* [Activity]:
Please output exactly the lines of the material from the first through the line containing "use crate::error::WireError;", and nothing more.

* [Dataset]:
□ □ □
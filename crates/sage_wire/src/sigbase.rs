//! RFC 9421 signature base construction and header parsing.
//!
//! The base is rebuilt independently by signer and verifier; any
//! divergence (a flipped byte in `date`, a reordered component list)
//! fails verification. Component identifiers are serialized lowercase
//! and quoted; parameters ride in the fixed order
//! `keyid`, `alg`, `created`, `nonce`.

use crate::error::WireError;
use crate::http::{SignedRequest, SignedResponse};

pub const SIGNATURE_LABEL: &str = "sig1";
pub const ALG_ED25519: &str = "ed25519";

/// Covered components for requests without a body.
pub const COVERED_REQUEST: &[&str] = &["@method", "@path", "host", "date"];
/// Covered components for requests carrying a body.
pub const COVERED_REQUEST_WITH_BODY: &[&str] =
    &["@method", "@path", "host", "date", "content-digest"];
/// Covered components for responses.
pub const COVERED_RESPONSE: &[&str] = &["@status", "content-digest"];

#[derive(Debug, Clone, PartialEq, Eq)]
pub struct SignatureParams {
    pub key_id: String,
    pub alg: String,
    pub created: i64,
    pub nonce: String,
}

impl SignatureParams {
    pub fn new(key_id: impl Into<String>, created: i64, nonce: impl Into<String>) -> Self {
        Self {
            key_id: key_id.into(),
            alg: ALG_ED25519.to_string(),
            created,
            nonce: nonce.into(),
        }
    }

    /// The serialized inner list: what follows `sig1=` in
    /// `Signature-Input` and what the base's last line carries.
    pub fn serialize(&self, covered: &[&str]) -> String {
        let list = covered
            .iter()
            .map(|c| format!("\"{c}\""))
            .collect::<Vec<_>>()
            .join(" ");
        format!(
            "({list});keyid=\"{}\";alg=\"{}\";created={};nonce=\"{}\"",
            self.key_id, self.alg, self.created, self.nonce
        )
    }
}

// ── Component values ─────────────────────────────────────────────────────────

pub fn request_component_value(req: &SignedRequest, name: &str) -> Result<String, WireError> {
    match name {
        "@method" => Ok(req.method.to_ascii_uppercase()),
        "@path" => Ok(req.path.clone()),
        header => req
            .header(header)
            .map(str::to_owned)
            .ok_or(WireError::SignatureInvalid(format!(
                "covered header {header:?} absent"
            ))),
    }
}

pub fn response_component_value(resp: &SignedResponse, name: &str) -> Result<String, WireError> {
    match name {
        "@status" => Ok(resp.status.to_string()),
        header => resp
            .header(header)
            .map(str::to_owned)
            .ok_or(WireError::SignatureInvalid(format!(
                "covered header {header:?} absent"
            ))),
    }
}

/// Assemble the canonical base string.
pub fn build_base(components: &[(String, String)], params_serialized: &str) -> String {
    let mut base = String::new();
    for (name, value) in components {
        base.push('"');
        base.push_str(name);
        base.push_str("\": ");
        base.push_str(value);
        base.push('\n');
    }
    base.push_str("\"@signature-params\": ");
    base.push_str(params_serialized);
    base
}

// ── Header parsing ───────────────────────────────────────────────────────────

/// Parse a `Signature-Input` value of the form emitted by this module:
/// `sig1=("@method" "@path" ...);keyid="...";alg="...";created=N;nonce="..."`.
pub fn parse_signature_input(value: &str) -> Result<(Vec<String>, SignatureParams), WireError> {
    let rest = value
        .trim()
        .strip_prefix(SIGNATURE_LABEL)
        .and_then(|r| r.strip_prefix('='))
        .ok_or_else(|| WireError::SignatureInvalid("no sig1 signature present".into()))?;

    let open = rest
        .strip_prefix('(')
        .ok_or_else(|| WireError::SignatureInvalid("missing component list".into()))?;
    let close = open
        .find(')')
        .ok_or_else(|| WireError::SignatureInvalid("unterminated component list".into()))?;
    let (list, mut tail) = open.split_at(close);
    tail = &tail[1..]; // consume ')'

    let mut covered = Vec::new();
    for item in list.split_whitespace() {
        let name = item
            .strip_prefix('"')
            .and_then(|i| i.strip_suffix('"'))
            .ok_or_else(|| WireError::SignatureInvalid("unquoted component id".into()))?;
        covered.push(name.to_owned());
    }
    if covered.is_empty() {
        return Err(WireError::SignatureInvalid("empty component list".into()));
    }

    let mut key_id = None;
    let mut alg = None;
    let mut created = None;
    let mut nonce = None;
    for param in tail.split(';').filter(|p| !p.trim().is_empty()) {
        let (name, raw) = param
            .trim()
            .split_once('=')
            .ok_or_else(|| WireError::SignatureInvalid(format!("bad parameter {param:?}")))?;
        let unquoted = raw.strip_prefix('"').and_then(|r| r.strip_suffix('"'));
        match name {
            "keyid" => {
                key_id = Some(
                    unquoted
                        .ok_or_else(|| WireError::SignatureInvalid("keyid must be quoted".into()))?
                        .to_owned(),
                )
            }
            "alg" => {
                alg = Some(
                    unquoted
                        .ok_or_else(|| WireError::SignatureInvalid("alg must be quoted".into()))?
                        .to_owned(),
                )
            }
            "created" => {
                created = Some(raw.parse::<i64>().map_err(|_| {
                    WireError::SignatureInvalid(format!("bad created value {raw:?}"))
                })?)
            }
            "nonce" => {
                nonce = Some(
                    unquoted
                        .ok_or_else(|| WireError::SignatureInvalid("nonce must be quoted".into()))?
                        .to_owned(),
                )
            }
            // Unknown parameters are tolerated but not covered here.
            _ => {}
        }
    }

    let params = SignatureParams {
        key_id: key_id.ok_or_else(|| WireError::SignatureInvalid("missing keyid".into()))?,
        alg: alg.ok_or_else(|| WireError::SignatureInvalid("missing alg".into()))?,
        created: created.ok_or_else(|| WireError::SignatureInvalid("missing created".into()))?,
        nonce: nonce.ok_or_else(|| WireError::SignatureInvalid("missing nonce".into()))?,
    };
    Ok((covered, params))
}

/// Parse a `Signature` value: `sig1=:<base64 raw signature>:`.
pub fn parse_signature(value: &str) -> Result<Vec<u8>, WireError> {
    use base64::{engine::general_purpose::STANDARD, Engine};
    let b64 = value
        .trim()
        .strip_prefix(SIGNATURE_LABEL)
        .and_then(|r| r.strip_prefix("=:"))
        .and_then(|r| r.strip_suffix(':'))
        .ok_or_else(|| WireError::SignatureInvalid("malformed Signature header".into()))?;
    STANDARD
        .decode(b64)
        .map_err(|e| WireError::SignatureInvalid(format!("bad signature base64: {e}")))
}

pub fn format_signature(sig: &[u8]) -> String {
    use base64::{engine::general_purpose::STANDARD, Engine};
    format!("{SIGNATURE_LABEL}=:{}:", STANDARD.encode(sig))
}

#[cfg(test)]
mod tests {
    use super::*;

    #[test]
    fn params_roundtrip_through_header() {
        let params = SignatureParams::new("a2V5", 1_700_000_000, "bm9uY2U");
        let serialized = params.serialize(COVERED_REQUEST);
        let header = format!("{SIGNATURE_LABEL}={serialized}");
        let (covered, parsed) = parse_signature_input(&header).unwrap();
        assert_eq!(covered, COVERED_REQUEST);
        assert_eq!(parsed, params);
    }

    #[test]
    fn base_matches_expected_shape() {
        let components = vec![
            ("@method".to_string(), "POST".to_string()),
            ("@path".to_string(), "/sage/message".to_string()),
            ("host".to_string(), "agent.example".to_string()),
            ("date".to_string(), "Tue, 14 Nov 2023 00:00:00 GMT".to_string()),
        ];
        let params = SignatureParams::new("kid", 1_700_000_000, "n1");
        let base = build_base(&components, &params.serialize(COVERED_REQUEST));
        let expected = "\"@method\": POST\n\
                        \"@path\": /sage/message\n\
                        \"host\": agent.example\n\
                        \"date\": Tue, 14 Nov 2023 00:00:00 GMT\n\
                        \"@signature-params\": (\"@method\" \"@path\" \"host\" \"date\");keyid=\"kid\";alg=\"ed25519\";created=1700000000;nonce=\"n1\"";
        assert_eq!(base, expected);
    }

    #[test]
    fn signature_value_roundtrip() {
        let sig = vec![7u8; 64];
        assert_eq!(parse_signature(&format_signature(&sig)).unwrap(), sig);
    }

    #[test]
    fn rejects_foreign_label() {
        assert!(parse_signature_input("sig2=(\"@method\");keyid=\"k\";alg=\"ed25519\";created=1;nonce=\"n\"").is_err());
    }
}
□ □ □
* [Output for this exercise]:
filename crates/sage_wire/src/sigbase.rs
//! RFC 9421 signature base construction and header parsing.
//!
//! The base is rebuilt independently by signer and verifier; any
//! divergence (a flipped byte in `date`, a reordered component list)
//! fails verification. Component identifiers are serialized lowercase
//! and quoted; parameters ride in the fixed order
//! `keyid`, `alg`, `created`, `nonce`.

use crate::error::WireError;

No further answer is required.